Ь. Я знаю, что это положение делает меня слишком угнетенным. Я
приставлен к дереву или к осени, или к свету. Я подозреваю и нахожу коренную
причину этой незаконченности. Ботинки вязнут в грязи. Глина взбухает
рытвинами и жевлоками. Ноги запутываются в земной спирали. Я хватаюсь за
ветку покрепче - почти безнадежная и отчаянная манипуляция. И спуститься
вниз нельзя.
Э. Я кружился в такт музыке, ноги иногда подчинялись мне, а иногда -
топорщились и трепали мою фигуру вокруг стульев и табуреток. Наконец
размашисто, как конькобежец, я поспешил к дверям и там увидел маленького
мальчика, который вдруг возник в коридоре с маленьким водяным пистолетом. Он
стоял с неуместным выражением на лице и смотрел, как я роняюсь в свете.
- Это твоя комната? - спросил я. Мальчик смотрел мимо меня. Я
обернулся. И этот поворот головы, может быть, внезапный, а, может, и совсем
неожиданный переместил всю эту картину влево. Всколыхнулись газетные листы
на столе, еще натужнее провисли шторы. Со стола поднялся столбик пыли -
маленький смерч, вовлекающий в себя всякую мелочь.
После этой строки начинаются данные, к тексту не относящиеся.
//! [`ActorEntity`] implementation for [`Customer`].
//!
//! Customers have no dependencies and no custom actions: create, rename and delete.

use super::CustomerError;
use crate::model::{non_empty, Customer, CustomerCreate, CustomerUpdate};
use async_trait::async_trait;
use store_actor::ActorEntity;

#[async_trait]
impl ActorEntity for Customer {
    type Id = String;
    type Create = CustomerCreate;
    type Update = CustomerUpdate;
    type Action = ();
    type ActionResult = ();
    type Context = ();
    type Error = CustomerError;

    const COLLECTION: &'static str = "customers";

    fn id(&self) -> &String {
        &self.customer_id
    }

    /// Trims and validates the id and name.
    fn from_create_params(params: CustomerCreate) -> Result<Self, CustomerError> {
        let customer_id = non_empty(&params.customer_id)
            .ok_or_else(|| CustomerError::Validation("customer_id must not be empty".into()))?;
        let name = non_empty(&params.name)
            .ok_or_else(|| CustomerError::Validation("name must not be empty".into()))?;
        Ok(Self::new(customer_id, name))
    }

    fn is_consistent(&self) -> bool {
        !self.customer_id.trim().is_empty()
    }

    async fn on_update(&mut self, update: CustomerUpdate, _ctx: &()) -> Result<(), CustomerError> {
        self.name = non_empty(&update.name)
            .ok_or_else(|| CustomerError::Validation("name must not be empty".into()))?;
        Ok(())
    }

    async fn handle_action(&mut self, _action: (), _ctx: &()) -> Result<(), CustomerError> {
        Ok(())
    }
}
- Что это значит? - воскликнул я. Мальчик бойко подступил ко мне на
один шаг, словно вышел из строя, и уставил свои по-детски голубые глаза под
шкаф, как будто я должен был к этому как-то прислушаться. И что-то
сообразить в этой связи.
- Говори мне, что это значит. И почему ты появился именно в эту минуту?
- кричал я, тряся его за плечи. Он всячески избегал моего взгляда и
отворачивал голову. Тогда я твердо схватил его за подбородок и прекратил это
сопротивление.
- Как все это понимать? - спросил я в очередной раз, не надеясь, что он
что-нибудь скажет. Мальчик молчал. Может, он и не слышал, о чем я его
спрашиваю, и также не мог об этом сказать. Я с отвращением отпрянул и тут
понял, что совершил ужасную ошибку. Стены покрылись струями дыма - видимо,
горела проводка. Я бросился к выключателю, но тут некая сила схватила меня
за ноги и помешала мне двигаться. Как невменяемый я посмотрел туда и
обнаружил этого мальчика, болтающегося у меня на ногах. Я удостоверился, что
держит он меня крепко, поэтому вся комната показалась мне какой-то
нереальной. Должно быть, в открытую дверь залетели потоки свежего воздуха.
Следующее мгновение помню смутно.
Ю. Я не могу так быстро подниматься. Я не могу так долго стоять.
Проблема состоит в том, что я еще не соединил две эти противоположности. Я
мечусь между ними, но не могу остановиться. Рояль выковыривает будоражащий,
словно пробки полетели, перебор. Я привык к лестнице, как к единственному
инструменту восхождения. Но нет мне за это ни выхода на просторную взлетную
полосу, ни самого простого затворения в железном шкафу телефонного кабеля.
То есть я люблю простор, когда к нему не подступишься, голова не покрыта,
свеча в кармане, а за мной следом - целый детский сад, мальчик и девочка,
пробираются, карабкаются в пестрых шарфиках и вязанных шапочках. Карапузы.
Между А и Б. Можно выйти, пронестись галопом, выпихивая из пачки сигарету,
якобы следуя по делу мимо кадок с фикусами и больших вылитых светом окон,
сразу в растропическую залу с дендрами. Нет мне там достатка, а есть -
тоска.
Я. Довольно сложное сочетание. Для меня. Я ведь знаю, к чему дело
клонится. К чужой двери, к чужому дому, к чужой правде, к чужому. А раз я
подозреваю об обмане - значит, мне надо помалкивать и обо всем остальном.
Как то: о неосуществимом, о самообмане, о грезах. Все это невесомая окалина
порядка четвертого знака после запятой, - все, что осталось от этих
стараний. И я не верю уже в напряжение, - пусть даже если тягловое
напряжение целой кучи людей, пытающейся сдвинуть тяжелый воз с барахлом, или
потуги семейства вырваться из нужды и перейти в новую категорию. Это
умозрительный фокус, который ничего реального под собой не имеет. И я стою с
такими доводами в руках, стою раздавленный, как со сломанной электробритвой,
и следующим шагом обозначаю исчезновение.